Years later I had occasion to do a TV profile on him and his charming wife and childhood sweetheart, Lize (before their daughters were born) and he was immensely proud to show me the home he had built her on the Silver Lakes golf estate in Pretoria.

He was shy and didn’t really enjoy being in front of the camera but the day provided an apt insight to who he was. In a cupboard he showed me a collection of all the Springbok jerseys he had ever worn; the shorts, the socks, even the training jerseys and shorts because, as he explained, they were too precious to give away!

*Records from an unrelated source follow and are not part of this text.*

use std::thread::sleep;
use std::time::Duration;

use log::{debug, info, warn};

use super::retrieve::{retrieve_label, retrieve_menu};
use crate::config::ScraperConfig;
use crate::error::MenuError;
use crate::fetchers::Fetch;
use crate::model::{
    Categories, DetailedMenu, DetailedMenuItem, FetchStatus, MenuItem, MenuPage, NutritionLabel,
    NutritionFetchStats,
};

/// Fetch a listing page, then every item's nutrition label.
pub fn retrieve_detailed_menu<F: Fetch>(
    fetcher: &F,
    config: &ScraperConfig,
    url: &str,
) -> Result<DetailedMenu, MenuError> {
    info!("Fetching menu structure from {}", url);
    let page = retrieve_menu(fetcher, config, url)?;
    Ok(build_detailed_menu(fetcher, config, page))
}

/// Attach nutrition to every item of a parsed listing.
///
/// Items are processed one at a time in page order. A failed item is
/// recorded and the batch moves on; this never returns early.
pub fn build_detailed_menu<F: Fetch>(
    fetcher: &F,
    config: &ScraperConfig,
    page: MenuPage,
) -> DetailedMenu {
    let limit = config.detail.max_items_per_category;
    let mut metadata = page.metadata;
    if let Some(limit) = limit {
        metadata.note = Some(format!("Limited to {limit} items per category"));
    }

    let total: usize = page
        .menu
        .values()
        .map(|items| limit.map_or(items.len(), |l| items.len().min(l)))
        .sum();
    info!("Found {} menu items. Fetching nutrition details...", total);

    let mut stats = NutritionFetchStats::default();
    let mut menu = Categories::new();

    for (category, items) in page.menu {
        debug!("Processing category: {}", category);
        let mut detailed = Vec::with_capacity(items.len());

        for item in items.into_iter().take(limit.unwrap_or(usize::MAX)) {
            debug!("[{}/{}] {}", stats.total_items + 1, total, item.name);
            let detailed_item = detail_item(fetcher, config, item);
            stats.record(detailed_item.fetch_status);
            detailed.push(detailed_item);
        }

        menu.insert(category, detailed);
    }

    info!(
        "Nutrition fetch summary: total {}, successful {}, failed {}, without URL {}, success rate {:.1}%",
        stats.total_items,
        stats.successful_fetches,
        stats.failed_fetches,
        stats.items_without_urls,
        stats.success_rate() * 100.0
    );

    DetailedMenu {
        metadata,
        menu,
        nutrition_fetch_stats: stats,
    }
}

fn detail_item<F: Fetch>(fetcher: &F, config: &ScraperConfig, item: MenuItem) -> DetailedMenuItem {
    if item.detail_url.is_empty() {
        debug!("No nutrition URL for '{}'", item.name);
        return DetailedMenuItem {
            item,
            nutrition: None,
            fetch_status: FetchStatus::NoUrl,
            error: None,
        };
    }

    let result = fetch_label_with_retry(fetcher, config, &item.detail_url);

    let request_delay = Duration::from_millis(config.detail.request_delay_ms);
    if !request_delay.is_zero() {
        sleep(request_delay);
    }

    match result {
        Ok(label) => DetailedMenuItem {
            item,
            nutrition: Some(label),
            fetch_status: FetchStatus::Success,
            error: None,
        },
        Err(e) => {
            warn!("Failed to fetch nutrition for '{}': {}", item.name, e);
            DetailedMenuItem {
                item,
                nutrition: None,
                fetch_status: FetchStatus::Failed,
                error: Some(e.to_string()),
            }
        }
    }
}

/// Retry a label fetch up to `detail.max_attempts` times with a fixed delay
/// between attempts. Errors that cannot improve on retry end the loop early.
fn fetch_label_with_retry<F: Fetch>(
    fetcher: &F,
    config: &ScraperConfig,
    url: &str,
) -> Result<NutritionLabel, MenuError> {
    let max_attempts = config.detail.max_attempts.max(1);
    let delay = Duration::from_millis(config.detail.retry_delay_ms);

    let mut attempt = 1;
    loop {
        match retrieve_label(fetcher, config, url) {
            Ok(label) => return Ok(label),
            Err(e) if attempt < max_attempts && e.is_retryable() => {
                warn!(
                    "Attempt {}/{} for {} failed: {}. Retrying in {:?}",
                    attempt, max_attempts, url, e, delay
                );
                sleep(delay);
                attempt += 1;
            }
            Err(e) => return Err(e),
        }
    }
}

#[cfg(test)]
mod tests {
    use super::*;
    use crate::model::MenuMetadata;
    use std::cell::RefCell;
    use std::collections::HashMap;

    const LABEL: &str = r#"
        <div class="labelrecipe">Item</div>
        <table><tr><td class="nutfactscaloriesval">100</td></tr></table>
        <table border="1" align="center" width="1200"><tr><td>
            <span class="nutfactstopnutrient">Protein 5g</span>
            <span class="nutfactstopnutrient">10%</span>
        </td></tr></table>"#;

    /// Answers from a script of responses per URL; the last entry repeats.
    #[derive(Default)]
    struct ScriptedFetcher {
        responses: HashMap<String, Vec<Result<String, u16>>>,
        calls: RefCell<HashMap<String, usize>>,
    }

    impl ScriptedFetcher {
        fn respond(mut self, url: &str, script: Vec<Result<&str, u16>>) -> Self {
            self.responses.insert(
                url.to_string(),
                script.into_iter().map(|r| r.map(String::from)).collect(),
            );
            self
        }

        fn calls(&self, url: &str) -> usize {
            self.calls.borrow().get(url).copied().unwrap_or(0)
        }
    }

    impl Fetch for ScriptedFetcher {
        fn fetch(&self, url: &str, _referer: &str, _timeout: Duration) -> Result<String, MenuError> {
            let mut calls = self.calls.borrow_mut();
            let n = calls.entry(url.to_string()).or_insert(0);
            *n += 1;

            let script = self
                .responses
                .get(url)
                .ok_or_else(|| MenuError::NotFound(url.to_string()))?;
            let idx = (*n - 1).min(script.len() - 1);
            match &script[idx] {
                Ok(body) => Ok(body.clone()),
                Err(status) => Err(MenuError::Status {
                    status: *status,
                    url: url.to_string(),
                }),
            }
        }
    }

    fn fast_config() -> ScraperConfig {
        let mut config = ScraperConfig::default();
        config.detail.retry_delay_ms = 0;
        config
    }

    fn item(name: &str, url: &str) -> MenuItem {
        MenuItem {
            name: name.to_string(),
            portion: "1 each".to_string(),
            detail_url: url.to_string(),
        }
    }

    fn page(categories: Vec<(&str, Vec<MenuItem>)>) -> MenuPage {
        MenuPage {
            metadata: MenuMetadata {
                date: Some("9/29/2025".to_string()),
                meal: Some("Breakfast Menu".to_string()),
                ..Default::default()
            },
            menu: categories.into_iter().collect(),
        }
    }

    fn assert_stats_consistent(stats: &NutritionFetchStats) {
        assert_eq!(
            stats.successful_fetches + stats.failed_fetches + stats.items_without_urls,
            stats.total_items
        );
    }

    #[test]
    fn test_mixed_outcomes() {
        let fetcher = ScriptedFetcher::default()
            .respond("https://a.test/ok", vec![Ok(LABEL)])
            .respond("https://a.test/down", vec![Err(500)]);
        let menu_page = page(vec![
            ("Entrees", vec![item("Eggs", "https://a.test/ok"), item("Toast", "")]),
            ("Sides", vec![item("Fruit", "https://a.test/down")]),
        ]);

        let detailed = build_detailed_menu(&fetcher, &fast_config(), menu_page);
        let stats = detailed.nutrition_fetch_stats;

        assert_eq!(stats.total_items, 3);
        assert_eq!(stats.successful_fetches, 1);
        assert_eq!(stats.failed_fetches, 1);
        assert_eq!(stats.items_without_urls, 1);
        assert_stats_consistent(&stats);

        let entrees = detailed.menu.get("Entrees").unwrap();
        assert_eq!(entrees[0].fetch_status, FetchStatus::Success);
        assert_eq!(
            entrees[0].nutrition.as_ref().unwrap().nutrients.get("Protein").unwrap().amount,
            "5g"
        );
        assert_eq!(entrees[1].fetch_status, FetchStatus::NoUrl);
        assert!(entrees[1].error.is_none());

        let sides = detailed.menu.get("Sides").unwrap();
        assert_eq!(sides[0].fetch_status, FetchStatus::Failed);
        assert_eq!(
            sides[0].error.as_deref(),
            Some("HTTP 500 from https://a.test/down")
        );
        assert_eq!(fetcher.calls("https://a.test/down"), 3);
    }

    #[test]
    fn test_retry_recovers() {
        let fetcher = ScriptedFetcher::default()
            .respond("https://a.test/flaky", vec![Err(503), Ok(LABEL)]);
        let menu_page = page(vec![("Soups", vec![item("Chowder", "https://a.test/flaky")])]);

        let detailed = build_detailed_menu(&fetcher, &fast_config(), menu_page);

        assert_eq!(detailed.nutrition_fetch_stats.successful_fetches, 1);
        assert_eq!(fetcher.calls("https://a.test/flaky"), 2);
    }

    #[test]
    fn test_not_found_is_not_retried() {
        let fetcher = ScriptedFetcher::default();
        let menu_page = page(vec![("Soups", vec![item("Chowder", "https://a.test/gone")])]);

        let detailed = build_detailed_menu(&fetcher, &fast_config(), menu_page);

        assert_eq!(detailed.nutrition_fetch_stats.failed_fetches, 1);
        assert_eq!(fetcher.calls("https://a.test/gone"), 1);
    }

    #[test]
    fn test_attempt_bound_is_configurable() {
        let fetcher = ScriptedFetcher::default().respond("https://a.test/down", vec![Err(502)]);
        let mut config = fast_config();
        config.detail.max_attempts = 5;

        build_detailed_menu(
            &fetcher,
            &config,
            page(vec![("X", vec![item("Y", "https://a.test/down")])]),
        );
        assert_eq!(fetcher.calls("https://a.test/down"), 5);

        config.detail.max_attempts = 0;
        let fetcher = ScriptedFetcher::default().respond("https://a.test/down", vec![Err(502)]);
        build_detailed_menu(
            &fetcher,
            &config,
            page(vec![("X", vec![item("Y", "https://a.test/down")])]),
        );
        assert_eq!(fetcher.calls("https://a.test/down"), 1);
    }

    #[test]
    fn test_empty_menu() {
        let detailed = build_detailed_menu(&ScriptedFetcher::default(), &fast_config(), page(vec![]));
        assert_eq!(detailed.nutrition_fetch_stats, NutritionFetchStats::default());
        assert_eq!(detailed.nutrition_fetch_stats.success_rate(), 0.0);
        assert!(detailed.menu.is_empty());
        assert_eq!(detailed.metadata.date.as_deref(), Some("9/29/2025"));
    }

    #[test]
    fn test_items_per_category_limit() {
        let fetcher = ScriptedFetcher::default().respond("https://a.test/ok", vec![Ok(LABEL)]);
        let mut config = fast_config();
        config.detail.max_items_per_category = Some(1);
        let menu_page = page(vec![
            ("A", vec![item("One", "https://a.test/ok"), item("Two", "https://a.test/ok")]),
            ("B", vec![item("Three", ""), item("Four", "")]),
        ]);

        let detailed = build_detailed_menu(&fetcher, &config, menu_page);

        assert_eq!(detailed.menu.get("A").unwrap().len(), 1);
        assert_eq!(detailed.menu.get("B").unwrap().len(), 1);
        assert_eq!(detailed.nutrition_fetch_stats.total_items, 2);
        assert_eq!(fetcher.calls("https://a.test/ok"), 1);
        assert_eq!(
            detailed.metadata.note.as_deref(),
            Some("Limited to 1 items per category")
        );
        assert_stats_consistent(&detailed.nutrition_fetch_stats);
    }

    #[test]
    fn test_listing_failure_is_an_error() {
        let fetcher = ScriptedFetcher::default().respond("https://a.test/menu", vec![Err(500)]);
        let result = retrieve_detailed_menu(&fetcher, &fast_config(), "https://a.test/menu");
        assert!(matches!(result, Err(MenuError::Status { status: 500, .. })));
    }
}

During an immense 1995 he was awarded a try by referee Derek Bevan in the “monsoon” semifinal against France in Durban which he admitted might just as easily have been denied (“Sometimes they give them, sometimes they don’t”) but he was adamant that he was robbed of a certain try by Ed Morrison in the Final at Ellis Park.

“There’s just no way it wasn’t a try,” he said. “I had the ball tucked into my chest, Os (du Randt) was shoving me from the right and the other forwards were on my left. When I went over the line I fell on the ball and no-one else got near it,” he explained without a tinge of bitterness.

Sadly after that pinnacle Kruger’s career would be dogged by injury and misfortune.

He had formed a lethal partnership with fellow Free Stater and protégé Andre Venter but suffered a sickening blow when, after scoring a try in the first minute of a Tri-Nations test at Eden Park in Auckland in 1997, he broke a leg while trying to force his way over for another in the 11th minute.

It says much for the esteem in which Kruger was held that when he awoke in hospital early on Sunday morning the first people to visit him were All Black captain Sean Fitzpatrick and their coach John Hart.

He fought his way back to be included in the team that went to the World Cup in 1999, although he was unable to unseat Rassie Erasmus at flank or persuade Nick Mallett that he might be a better option than Bob Skinstad at No8 (Gary Teichmann having been unforgivably left at home), and the following season there was the shock discovery of the malignant tumour that he would fight for 10 years.

What a sad irony that this strong and silent man who served Springbok rugby with such pride, dedication and distinction would be taken down by the stealthy killer that also claimed the life of the man who gave him his nickname.